"And if we meet her and if she speaks to us, sir?" asked Dalzell. "What if she even wishes to entertain us, or to claim our escort?"

"Do whatever you can to please the Countess," replied the Admiral, promptly. "Be agreeable to her in any way that does not interfere with other and more important duties to which I have assigned you."

Judging by a sign from the fleet commander that the interview was now at an end, Dave and Dan rose, standing at attention.

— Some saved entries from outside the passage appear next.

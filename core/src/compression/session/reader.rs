//! compression/session/reader.rs
//! Read side of a message: wire bytes in, plaintext out.
use std::io::{self, Chain, Read};

use flate2::{Decompress, FlushDecompress, Status};
use log::trace;

use crate::compression::constants::INFLATE_SUFFIX;
use crate::compression::pool::{CodecPool, Lease};
use crate::compression::types::CompressionError;
use crate::compression::window::{HistorySink, NoHistory};
use crate::constants::DEFAULT_BUFFER_SIZE;

enum ReadState {
    Open(Lease<Decompress>),
    /// End of stream reached by a read that returned data; the decompressor
    /// is already back in the pool and one `Ok(0)` is still owed.
    Drained,
    Closed,
}

/// Decompresses one message read from `R`.
///
/// `R` yields the wire payload exactly as received (trailer stripped). The
/// reader appends [`INFLATE_SUFFIX`] itself. Reaching the end of the message
/// releases the decompressor and closes the reader: the end is reported by a
/// single `Ok(0)`, after which reads and `close` fail with
/// [`CompressionError::Closed`].
pub struct MessageReader<R: Read, H: HistorySink = NoHistory> {
    state: ReadState,
    source: Chain<R, &'static [u8]>,
    input: Box<[u8]>,
    pos: usize,
    filled: usize,
    source_done: bool,
    history: H,
    limit: Option<usize>,
    produced: usize,
    finished: bool,
}

impl<R: Read, H: HistorySink> MessageReader<R, H> {
    /// Open a reader. A tracking `history` seeds the decompressor with its
    /// dictionary and records every chunk handed out.
    pub fn new(pool: &CodecPool, source: R, history: H) -> Result<Self, CompressionError> {
        let decompressor = pool.acquire_seeded_decompressor(history.dictionary())?;
        trace!("message reader opened (context takeover {})", history.is_tracking());
        Ok(Self::from_lease(decompressor, source, history))
    }

    fn from_lease(decompressor: Lease<Decompress>, source: R, history: H) -> Self {
        let suffix: &'static [u8] = &INFLATE_SUFFIX;
        Self {
            state: ReadState::Open(decompressor),
            source: source.chain(suffix),
            input: vec![0; DEFAULT_BUFFER_SIZE].into_boxed_slice(),
            pos: 0,
            filled: 0,
            source_done: false,
            history,
            limit: None,
            produced: 0,
            finished: false,
        }
    }

    /// Fail with [`CompressionError::MessageTooLarge`] once more than `limit`
    /// plaintext bytes come out of this message.
    #[must_use]
    pub fn with_limit(mut self, limit: Option<usize>) -> Self {
        self.limit = limit;
        self
    }

    /// Read decompressed bytes into `out`. `Ok(0)` marks the end of the
    /// message (or an empty `out`).
    pub fn read(&mut self, out: &mut [u8]) -> Result<usize, CompressionError> {
        self.read_chunk(out)
    }

    /// Release the decompressor before the end of the message. The end of
    /// the message already closes the reader, so closing after it, or
    /// closing twice, reports [`CompressionError::Closed`].
    pub fn close(&mut self) -> Result<(), CompressionError> {
        match std::mem::replace(&mut self.state, ReadState::Closed) {
            ReadState::Open(_) => {
                trace!("message reader closed");
                Ok(())
            }
            ReadState::Drained | ReadState::Closed => Err(CompressionError::Closed),
        }
    }

    /// End of stream reached and the decompressor released.
    pub fn is_finished(&self) -> bool {
        self.finished
    }

    /// No decompressor held: closed explicitly or by the end of the message.
    pub fn is_closed(&self) -> bool {
        !matches!(self.state, ReadState::Open(_))
    }

    /// Plaintext bytes produced so far.
    pub fn total_out(&self) -> usize {
        self.produced
    }

    pub fn get_ref(&self) -> &R {
        self.source.get_ref().0
    }

    pub fn into_inner(self) -> R {
        self.source.into_inner().0
    }

    fn read_chunk(&mut self, out: &mut [u8]) -> Result<usize, CompressionError> {
        match self.state {
            ReadState::Open(_) => {}
            ReadState::Drained => {
                self.state = ReadState::Closed;
                return Ok(0);
            }
            ReadState::Closed => return Err(CompressionError::Closed),
        }
        let ReadState::Open(lease) = &mut self.state else {
            return Err(CompressionError::Closed);
        };
        let decompressor = lease.get_mut().ok_or(CompressionError::Closed)?;
        if out.is_empty() {
            return Ok(0);
        }

        loop {
            if self.pos == self.filled && !self.source_done {
                self.filled = fill(&mut self.source, &mut self.input)?;
                self.pos = 0;
                self.source_done = self.filled == 0;
            }

            let before_in = decompressor.total_in();
            let before_out = decompressor.total_out();
            let status = decompressor.decompress(
                &self.input[self.pos..self.filled],
                out,
                FlushDecompress::None,
            )?;
            let consumed = (decompressor.total_in() - before_in) as usize;
            let produced = (decompressor.total_out() - before_out) as usize;
            self.pos += consumed;

            if produced > 0 {
                self.produced += produced;
                if let Some(limit) = self.limit {
                    if self.produced > limit {
                        return Err(CompressionError::MessageTooLarge { limit });
                    }
                }
                self.history.record(&out[..produced]);
            }

            if status == Status::StreamEnd {
                // Hand the decompressor back now rather than on close; callers
                // often hold the reader well past the last byte.
                self.finished = true;
                self.state = if produced > 0 { ReadState::Drained } else { ReadState::Closed };
                trace!("message reader reached end of stream ({} bytes)", self.produced);
                return Ok(produced);
            }
            if produced > 0 {
                return Ok(produced);
            }
            if consumed == 0 && self.source_done && self.pos == self.filled {
                return Err(CompressionError::Inflate("unexpected end of deflate stream".into()));
            }
        }
    }
}

impl<R: Read> MessageReader<R, NoHistory> {
    /// Reader without context takeover.
    pub fn fresh(pool: &CodecPool, source: R) -> Self {
        trace!("message reader opened (context takeover false)");
        Self::from_lease(pool.acquire_decompressor(), source, NoHistory)
    }
}

impl<R: Read, H: HistorySink> Read for MessageReader<R, H> {
    fn read(&mut self, buf: &mut [u8]) -> io::Result<usize> {
        self.read_chunk(buf).map_err(io::Error::from)
    }
}

fn fill<S: Read>(source: &mut S, buf: &mut [u8]) -> io::Result<usize> {
    loop {
        match source.read(buf) {
            Err(e) if e.kind() == io::ErrorKind::Interrupted => continue,
            other => return other,
        }
    }
}
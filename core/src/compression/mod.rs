//! compression/mod.rs
//! Per-message DEFLATE: trailer handling, codec pooling, sliding history and
//! the read/write sessions built from them.
//!
//! Notes:
//! - Wire payloads are raw DEFLATE with the final `00 00 ff ff` removed.
//! - Codec instances are borrowed from an explicit [`CodecPool`]; there is no
//!   process-wide pool.
//! - A [`SlidingWindow`] is borrowed mutably by at most one session at a time.

pub mod constants;
pub mod pool;
pub mod session;
pub mod trailer;
pub mod types;
pub mod window;

pub use constants::*;
pub use pool::{CodecPool, Lease, Pooled};
pub use session::*;
pub use trailer::TrailerStripWriter;
pub use types::*;
pub use window::{HistorySink, NoHistory, SlidingWindow};
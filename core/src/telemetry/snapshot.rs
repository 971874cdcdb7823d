//! telemetry/snapshot.rs
//! Immutable, serializable views of the counters.
use serde::{Deserialize, Serialize};

use crate::telemetry::counters::CompressionCounters;

/// Point-in-time copy of a pool's counters.
#[derive(Debug, Default, Clone, Copy, PartialEq, Eq, Serialize, Deserialize)]
pub struct PoolStats {
    pub created: u64,
    pub reused: u64,
    pub released: u64,
    pub discarded: u64,
}

impl PoolStats {
    /// Share of acquires served from an idle instance.
    pub fn reuse_ratio(&self) -> f64 {
        let acquires = self.created + self.reused;
        if acquires == 0 {
            0.0
        } else {
            self.reused as f64 / acquires as f64
        }
    }
}

/// Connection counters plus derived ratios.
#[derive(Debug, Clone, PartialEq, Serialize, Deserialize)]
pub struct CompressionSnapshot {
    pub messages_compressed: u64,
    pub messages_decompressed: u64,
    pub bytes_plaintext_out: u64,
    pub bytes_wire_out: u64,
    pub bytes_wire_in: u64,
    pub bytes_plaintext_in: u64,
    /// wire / plaintext for outbound traffic, 0.0 when nothing was sent.
    pub outbound_ratio: f64,
    /// wire / plaintext for inbound traffic, 0.0 when nothing was received.
    pub inbound_ratio: f64,
}

fn ratio(wire: u64, plaintext: u64) -> f64 {
    if plaintext == 0 {
        0.0
    } else {
        wire as f64 / plaintext as f64
    }
}

impl From<&CompressionCounters> for CompressionSnapshot {
    fn from(c: &CompressionCounters) -> Self {
        Self {
            messages_compressed: c.messages_compressed,
            messages_decompressed: c.messages_decompressed,
            bytes_plaintext_out: c.bytes_plaintext_out,
            bytes_wire_out: c.bytes_wire_out,
            bytes_wire_in: c.bytes_wire_in,
            bytes_plaintext_in: c.bytes_plaintext_in,
            outbound_ratio: ratio(c.bytes_wire_out, c.bytes_plaintext_out),
            inbound_ratio: ratio(c.bytes_wire_in, c.bytes_plaintext_in),
        }
    }
}
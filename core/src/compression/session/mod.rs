//! compression/session/mod.rs
//! Per-message compression sessions.
//!
//! A session covers one message, from acquiring a codec to closing it. The
//! four entry points below pick between the two operating modes:
//! - no context takeover: every message starts from an empty history and the
//!   codec comes from (and returns to) the pool;
//! - context takeover: the connection's [`SlidingWindow`] seeds the codec and
//!   collects the message's plaintext for the next one.

pub mod reader;
pub mod writer;

pub use reader::MessageReader;
pub use writer::MessageWriter;

use std::io::{Read, Write};

use crate::compression::pool::CodecPool;
use crate::compression::types::{CompressionError, CompressionLevel};
use crate::compression::window::{HistorySink, SlidingWindow};

pub fn compress_no_context_takeover<W: Write>(
    pool: &CodecPool,
    sink: W,
    level: CompressionLevel,
) -> MessageWriter<W> {
    MessageWriter::fresh(pool, sink, level)
}

pub fn compress_context_takeover<'d, W: Write>(
    pool: &CodecPool,
    sink: W,
    level: CompressionLevel,
    window: &'d mut SlidingWindow,
) -> Result<MessageWriter<W, &'d mut SlidingWindow>, CompressionError> {
    MessageWriter::new(pool, sink, level, window)
}

pub fn decompress_no_context_takeover<R: Read>(pool: &CodecPool, source: R) -> MessageReader<R> {
    MessageReader::fresh(pool, source)
}

pub fn decompress_context_takeover<'d, R: Read>(
    pool: &CodecPool,
    source: R,
    window: &'d mut SlidingWindow,
) -> Result<MessageReader<R, &'d mut SlidingWindow>, CompressionError> {
    MessageReader::new(pool, source, window)
}

/// Compress a whole payload into its wire form.
pub fn compress_message<H: HistorySink>(
    pool: &CodecPool,
    payload: &[u8],
    level: CompressionLevel,
    history: H,
) -> Result<Vec<u8>, CompressionError> {
    let mut writer = MessageWriter::new(pool, Vec::new(), level, history)?;
    writer.write(payload)?;
    writer.close()?;
    Ok(writer.into_inner())
}

/// Decompress a whole wire payload, refusing to produce more than `limit`
/// bytes when one is given. Reaching the end of the message releases the
/// decompressor, so there is nothing left to close.
pub fn decompress_message<H: HistorySink>(
    pool: &CodecPool,
    wire: &[u8],
    history: H,
    limit: Option<usize>,
) -> Result<Vec<u8>, CompressionError> {
    let mut reader = MessageReader::new(pool, wire, history)?.with_limit(limit);
    let mut plaintext = Vec::new();
    reader.read_to_end(&mut plaintext)?;
    debug_assert!(reader.is_finished());
    Ok(plaintext)
}
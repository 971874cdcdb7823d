//! constants.rs
//! Defaults and bounds shared across the crate.

/// Store-only: blocks are emitted uncompressed.
pub const MIN_COMPRESSION_LEVEL: i32 = 0;
/// Best ratio, slowest.
pub const MAX_COMPRESSION_LEVEL: i32 = 9;
/// Fast mode. High message rates favour speed over ratio.
pub const DEFAULT_COMPRESSION_LEVEL: i32 = 1;

/// Number of compressor buckets in a pool, one per valid level.
pub const LEVEL_COUNT: usize = (MAX_COMPRESSION_LEVEL - MIN_COMPRESSION_LEVEL + 1) as usize;

/// Idle instances kept per pool bucket before extras are dropped.
pub const DEFAULT_MAX_IDLE_PER_BUCKET: usize = 64;

/// Scratch size used when shuttling bytes between the codec and the sink/source.
pub const DEFAULT_BUFFER_SIZE: usize = 4 * 1024;
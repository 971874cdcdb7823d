//! compression/constants.rs
//! Wire-level constants of the per-message DEFLATE format.

/// Bytes every sync-flushed DEFLATE stream ends with (an empty stored block).
/// The wire format drops them; the reader puts them back.
pub const SYNC_FLUSH_TRAILER: [u8; 4] = [0x00, 0x00, 0xff, 0xff];

/// Suffix chained after the wire bytes before inflating: the sync-flush
/// trailer followed by a final empty stored block, so the decoder reaches a
/// clean end-of-stream instead of running out of input mid-stream.
pub const INFLATE_SUFFIX: [u8; 9] = [
    0x00, 0x00, 0xff, 0xff, // sync-flush trailer
    0x01, 0x00, 0x00, 0xff, 0xff, // BFINAL stored block, LEN=0
];

/// Largest LZ77 window DEFLATE supports (window bits = 15).
pub const MAX_WINDOW_SIZE: usize = 1 << 15;
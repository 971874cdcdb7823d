//! pmdeflate-core
//!
//! Per-message DEFLATE compression for frame-based protocols
//! (permessage-deflate style). Sits between a frame layer and the DEFLATE
//! codec: strips and restores the sync-flush trailer, pools codec instances,
//! and keeps the sliding history used for context takeover.

#![forbid(unsafe_code)]

pub mod config;
pub mod constants;
pub mod context;

pub mod compression;
pub mod telemetry;

// -----------------------------------------------------------------------------
// Prelude (Rust users)
// -----------------------------------------------------------------------------
pub mod prelude {
    pub use crate::compression::{
        CodecPool, CompressionError, CompressionLevel, MessageReader, MessageWriter, SlidingWindow,
    };
    pub use crate::config::{DeflateParams, PoolConfig};
    pub use crate::context::DeflateContext;
}
use thiserror::Error;

#[derive(Debug, Error)]
pub enum CredsError {
    #[error("clipboard unavailable: {0}")]
    ClipboardUnavailable(String),

    #[error("invalid credentials data in the clipboard")]
    UnrecognizedSnippet,

    #[error("profile not updated: {profile}")]
    PersistenceFailure {
        profile: String,
        #[source]
        source: anyhow::Error,
    },
}
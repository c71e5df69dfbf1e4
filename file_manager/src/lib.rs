pub mod aws_credentials;
pub mod profile;
pub mod snippet;
use tracing::debug;

pub const DEFAULT_PROFILE_NAME: &str = "default";

/// A named section of the credentials file, kept as its raw lines so that
/// anything the tool doesn't understand survives a rewrite.
#[derive(Clone, Debug, Default, PartialEq, Eq)]
pub struct ProfileRecord {
    pub name: String,
    pub lines: Vec<String>,
    /// Set when the lines carry no `[name]` header of their own
    pub needs_synthetic_header: bool,
}

impl ProfileRecord {
    /// Settles the name the record is written under: the override when given,
    /// otherwise the copied section header, otherwise `default`.
    pub fn resolve_name(&mut self, name_override: Option<&str>) {
        let name_override = name_override.filter(|n| !n.is_empty());

        if name_override.is_some() || self.needs_synthetic_header {
            self.name = name_override.unwrap_or(DEFAULT_PROFILE_NAME).to_owned();
        }
    }

    fn is_writable(&self) -> bool {
        !self.name.is_empty() && !self.lines.is_empty()
    }
}

#[derive(Clone, Debug, Default, PartialEq, Eq)]
pub struct ProfileCollection {
    pub profiles: Vec<ProfileRecord>,
}

impl ProfileCollection {
    pub fn parse(raw: &str) -> Self {
        let mut profiles = Vec::new();
        let mut current: Option<ProfileRecord> = None;

        for line in raw.lines() {
            if line.trim().is_empty() {
                continue;
            }

            if let Some(name) = header_name(line) {
                profiles.extend(current.take());
                current = Some(ProfileRecord {
                    name: name.to_owned(),
                    lines: Vec::with_capacity(4),
                    needs_synthetic_header: false,
                });
            }

            match current.as_mut() {
                Some(profile) => profile.lines.push(line.to_owned()),
                None => debug!("Ignoring line outside of any profile section"),
            }
        }
        profiles.extend(current);

        Self { profiles }
    }

    /// Replaces the first profile with the incoming name, or appends it.
    pub fn merge(mut self, incoming: Option<ProfileRecord>) -> Self {
        if let Some(incoming) = incoming.filter(|p| !p.lines.is_empty()) {
            self.upsert(incoming);
        }
        self
    }

    fn upsert(&mut self, incoming: ProfileRecord) {
        match self.profiles.iter_mut().find(|p| p.name == incoming.name) {
            Some(existing) => {
                debug!("Replacing profile: {}", incoming.name);
                *existing = incoming;
            }
            None => {
                debug!("Adding profile: {}", incoming.name);
                self.profiles.push(incoming);
            }
        }
    }

    pub fn render(&self) -> String {
        let mut out = String::new();

        for profile in self.profiles.iter().filter(|p| p.is_writable()) {
            if profile.needs_synthetic_header {
                out.push_str(&format!("[{}]\n", profile.name));
            }
            for line in profile.lines.iter().filter(|l| !l.trim().is_empty()) {
                out.push_str(line);
                out.push('\n');
            }
            out.push('\n');
        }

        out
    }
}

fn header_name(line: &str) -> Option<&str> {
    let rest = line.strip_prefix('[')?;
    let end = rest.find(']')?;
    Some(&rest[..end])
}
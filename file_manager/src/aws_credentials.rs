use crate::profile::ProfileCollection;
use anyhow::{anyhow, Context, Result};
use directories::UserDirs;
use std::fs;
use std::io::{ErrorKind, Write};
use std::path::{Path, PathBuf};
use tracing::{debug, info};

pub struct AwsCredentials;

impl AwsCredentials {
    pub fn file_path(path_override: Option<&Path>) -> Result<PathBuf> {
        if let Some(path) = path_override {
            return Ok(path.to_path_buf());
        }

        match UserDirs::new() {
            Some(user_dirs) => Ok(user_dirs.home_dir().join(".aws/credentials")),
            None => Err(anyhow!("Unable to get user directories")),
        }
    }

    /// A missing file is the first run, and reads as no profiles.
    pub fn read_file(path: &Path) -> Result<ProfileCollection> {
        match fs::read_to_string(path) {
            Ok(raw) => {
                let profiles = ProfileCollection::parse(&raw);
                debug!(
                    "Read {} profiles from {}",
                    profiles.profiles.len(),
                    path.display()
                );
                Ok(profiles)
            }
            Err(e) if e.kind() == ErrorKind::NotFound => {
                debug!("No AWS credentials file at {}", path.display());
                Ok(ProfileCollection::default())
            }
            Err(e) => {
                Err(e).with_context(|| format!("Unable to read {}", path.display()))
            }
        }
    }

    pub fn write(path: &Path, profiles: &ProfileCollection) -> Result<()> {
        let contents = profiles.render();

        if let Some(parent) = path.parent().filter(|p| !p.as_os_str().is_empty()) {
            create_private_dir(parent)
                .with_context(|| format!("Unable to create {}", parent.display()))?;
        }

        let mut file = open_private_file(path)
            .with_context(|| format!("Unable to open {}", path.display()))?;
        file.write_all(contents.as_bytes())
            .with_context(|| format!("Unable to write {}", path.display()))?;

        info!("AWS Credentials file modified");

        Ok(())
    }
}

#[cfg(unix)]
fn create_private_dir(dir: &Path) -> std::io::Result<()> {
    use std::os::unix::fs::DirBuilderExt;

    fs::DirBuilder::new().recursive(true).mode(0o700).create(dir)
}

#[cfg(not(unix))]
fn create_private_dir(dir: &Path) -> std::io::Result<()> {
    fs::create_dir_all(dir)
}

#[cfg(unix)]
fn open_private_file(path: &Path) -> std::io::Result<fs::File> {
    use std::os::unix::fs::OpenOptionsExt;

    fs::OpenOptions::new()
        .write(true)
        .create(true)
        .truncate(true)
        .mode(0o600)
        .open(path)
}

#[cfg(not(unix))]
fn open_private_file(path: &Path) -> std::io::Result<fs::File> {
    fs::File::create(path)
}
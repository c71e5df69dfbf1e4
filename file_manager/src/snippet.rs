use crate::profile::ProfileRecord;
use tracing::debug;

struct ExportPrefix {
    prefix: &'static str,
    key: &'static str,
    is_key_id: bool,
}

macro_rules! export_prefixes {
    ($($shell:literal),+) => {
        [$(
            ExportPrefix {
                prefix: concat!($shell, "AWS_ACCESS_KEY_ID="),
                key: "aws_access_key_id",
                is_key_id: true,
            },
            ExportPrefix {
                prefix: concat!($shell, "AWS_SECRET_ACCESS_KEY="),
                key: "aws_secret_access_key",
                is_key_id: false,
            },
            ExportPrefix {
                prefix: concat!($shell, "AWS_SESSION_TOKEN="),
                key: "aws_session_token",
                is_key_id: false,
            },
        )+]
    };
}

// POSIX shell, Windows cmd, PowerShell
static EXPORT_PREFIXES: [ExportPrefix; 9] = export_prefixes!("export ", "SET ", "$Env:");

const KEY_ID: &str = "aws_access_key_id";

/// Parses credentials copied from an identity center login page, either the
/// environment variable exports or the credentials file section.
///
/// Returns `None` when nothing in the text looks like an access key id.
pub fn parse_snippet(raw: &str, name_override: Option<&str>) -> Option<ProfileRecord> {
    let name_override = name_override.filter(|n| !n.is_empty());

    let mut profile = ProfileRecord::default();
    let mut found_key_id = false;

    for line in raw.lines() {
        let trimmed = line.trim();
        if trimmed.is_empty() {
            continue;
        }

        if let Some((export, value)) = match_export(trimmed) {
            found_key_id |= export.is_key_id;
            profile.lines.push(format!("{}={}", export.key, unquote(value)));
        } else if let Some(name) = section_name(trimmed) {
            match name_override {
                Some(name_override) => {
                    profile.name = name_override.to_owned();
                    profile.lines.push(format!("[{}]", name_override));
                }
                None => {
                    profile.name = name.to_owned();
                    profile.lines.push(trimmed.to_owned());
                }
            }
        } else {
            found_key_id |= trimmed.contains(KEY_ID);
            profile.lines.push(line.trim_end().to_owned());
        }
    }

    if !found_key_id {
        debug!("No {} found in {} clipboard lines", KEY_ID, raw.lines().count());
        return None;
    }

    profile.needs_synthetic_header = profile.name.is_empty();

    debug!(
        "Parsed {} credential lines, section header {}",
        profile.lines.len(),
        if profile.needs_synthetic_header {
            "missing"
        } else {
            "present"
        }
    );

    Some(profile)
}

fn match_export(line: &str) -> Option<(&'static ExportPrefix, &str)> {
    EXPORT_PREFIXES
        .iter()
        .find_map(|export| line.strip_prefix(export.prefix).map(|value| (export, value)))
}

fn section_name(line: &str) -> Option<&str> {
    line.strip_prefix('[')?.strip_suffix(']')
}

fn unquote(value: &str) -> &str {
    value.trim().trim_matches(|c: char| c == '"' || c == '\'')
}

#[cfg(test)]
mod tests {
    use super::*;

    const CANONICAL: [&str; 3] = [
        "aws_access_key_id=AKIAEXAMPLE",
        "aws_secret_access_key=secret/key+value",
        "aws_session_token=token==",
    ];

    #[test]
    fn posix_exports() {
        let raw = "export AWS_ACCESS_KEY_ID=\"AKIAEXAMPLE\"\n\
                   export AWS_SECRET_ACCESS_KEY=\"secret/key+value\"\n\
                   export AWS_SESSION_TOKEN=\"token==\"\n";
        let profile = parse_snippet(raw, None).unwrap();

        assert_eq!(profile.lines, CANONICAL);
        assert_eq!(profile.name, "");
        assert!(profile.needs_synthetic_header);
    }

    #[test]
    fn windows_exports() {
        let raw = "SET AWS_ACCESS_KEY_ID=AKIAEXAMPLE\r\n\
                   SET AWS_SECRET_ACCESS_KEY=secret/key+value\r\n\
                   SET AWS_SESSION_TOKEN=token==\r\n";
        let profile = parse_snippet(raw, None).unwrap();

        assert_eq!(profile.lines, CANONICAL);
        assert!(profile.needs_synthetic_header);
    }

    #[test]
    fn powershell_exports() {
        let raw = "$Env:AWS_ACCESS_KEY_ID=\"AKIAEXAMPLE\"\n\
                   $Env:AWS_SECRET_ACCESS_KEY=\"secret/key+value\"\n\
                   $Env:AWS_SESSION_TOKEN=\"token==\"";
        let profile = parse_snippet(raw, None).unwrap();

        assert_eq!(profile.lines, CANONICAL);
        assert!(profile.needs_synthetic_header);
    }

    #[test]
    fn credentials_file_section() {
        let raw = "[123456789012_AdministratorAccess]\n\
                   aws_access_key_id=AKIAEXAMPLE\n\
                   aws_secret_access_key=secret\n\
                   aws_session_token=token\n";
        let profile = parse_snippet(raw, None).unwrap();

        assert_eq!(profile.name, "123456789012_AdministratorAccess");
        assert_eq!(profile.lines[0], "[123456789012_AdministratorAccess]");
        assert_eq!(profile.lines.len(), 4);
        assert!(!profile.needs_synthetic_header);
    }

    #[test]
    fn override_replaces_section_header() {
        let raw = "[123456789012_AdministratorAccess]\naws_access_key_id = AKIAEXAMPLE\n";
        let profile = parse_snippet(raw, Some("personal")).unwrap();

        assert_eq!(profile.name, "personal");
        assert_eq!(profile.lines, ["[personal]", "aws_access_key_id = AKIAEXAMPLE"]);
        assert!(!profile.needs_synthetic_header);
    }

    #[test]
    fn empty_override_is_ignored() {
        let raw = "[work]\naws_access_key_id=AKIAEXAMPLE\n";
        let profile = parse_snippet(raw, Some("")).unwrap();

        assert_eq!(profile.name, "work");
        assert_eq!(profile.lines[0], "[work]");
    }

    #[test]
    fn unrecognized_without_key_id() {
        assert!(parse_snippet("", None).is_none());
        assert!(parse_snippet("\n\n  \n", None).is_none());
        assert!(parse_snippet("export AWS_SECRET_ACCESS_KEY=\"secret\"", None).is_none());
        assert!(parse_snippet("[default]\nregion=eu-west-1\n", None).is_none());
        assert!(parse_snippet("just some text someone copied", Some("work")).is_none());
    }

    #[test]
    fn passthrough_key_id_is_evidence() {
        let profile = parse_snippet("aws_access_key_id = AKIAEXAMPLE", None).unwrap();

        assert_eq!(profile.lines, ["aws_access_key_id = AKIAEXAMPLE"]);
        assert!(profile.needs_synthetic_header);
    }

    #[test]
    fn blank_lines_are_dropped() {
        let raw = "\nexport AWS_ACCESS_KEY_ID=AKIA1\n\n\nexport AWS_SECRET_ACCESS_KEY=s\n\n";
        let profile = parse_snippet(raw, None).unwrap();

        assert_eq!(
            profile.lines,
            ["aws_access_key_id=AKIA1", "aws_secret_access_key=s"]
        );
    }

    #[test]
    fn malformed_values_are_tolerated() {
        let raw = "export AWS_ACCESS_KEY_ID=\"AKIA1\nexport AWS_SESSION_TOKEN=\n";
        let profile = parse_snippet(raw, None).unwrap();

        assert_eq!(profile.lines, ["aws_access_key_id=AKIA1", "aws_session_token="]);
    }

    #[test]
    fn single_quotes_and_padding_are_stripped() {
        let profile = parse_snippet("  export AWS_ACCESS_KEY_ID='AKIA1'  ", None).unwrap();

        assert_eq!(profile.lines, ["aws_access_key_id=AKIA1"]);
    }
}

"Perhaps I have given you a wrong impression in one particular," Admiral Timworth continued. "I do not wish you to understand, gentlemen, that I have intimated that any power, or any combination of powers, has directly ordered any act that would lead to the sinking of British warships. Governments, even the worst, do not act in that way. The thing which the power I have in mind may have done is to give certain secret agents a free hand to bring about war between England and the United States. Undoubtedly, the secret agents at the bottom of this conspiracy have been left free to choose their own methods. Thus the foreign government interested in this conspiracy could feel that it did not order the commission of a crime, no matter what might happen as the result. Now, gentlemen, have you any questions to ask?"

"None, sir," Dave Darrin responded immediately.

"None, sir," echoed Dalzell.

"Then you may go," rejoined Admiral Timworth, rising and returning the parting salutes of the young officers.


It was presently noised about among the ship's company that Ensigns Darrin and Dalzell had been ordered ashore on special duty.

"How did you work it?" Lieutenant Barnes irritably demanded of Danny Grin.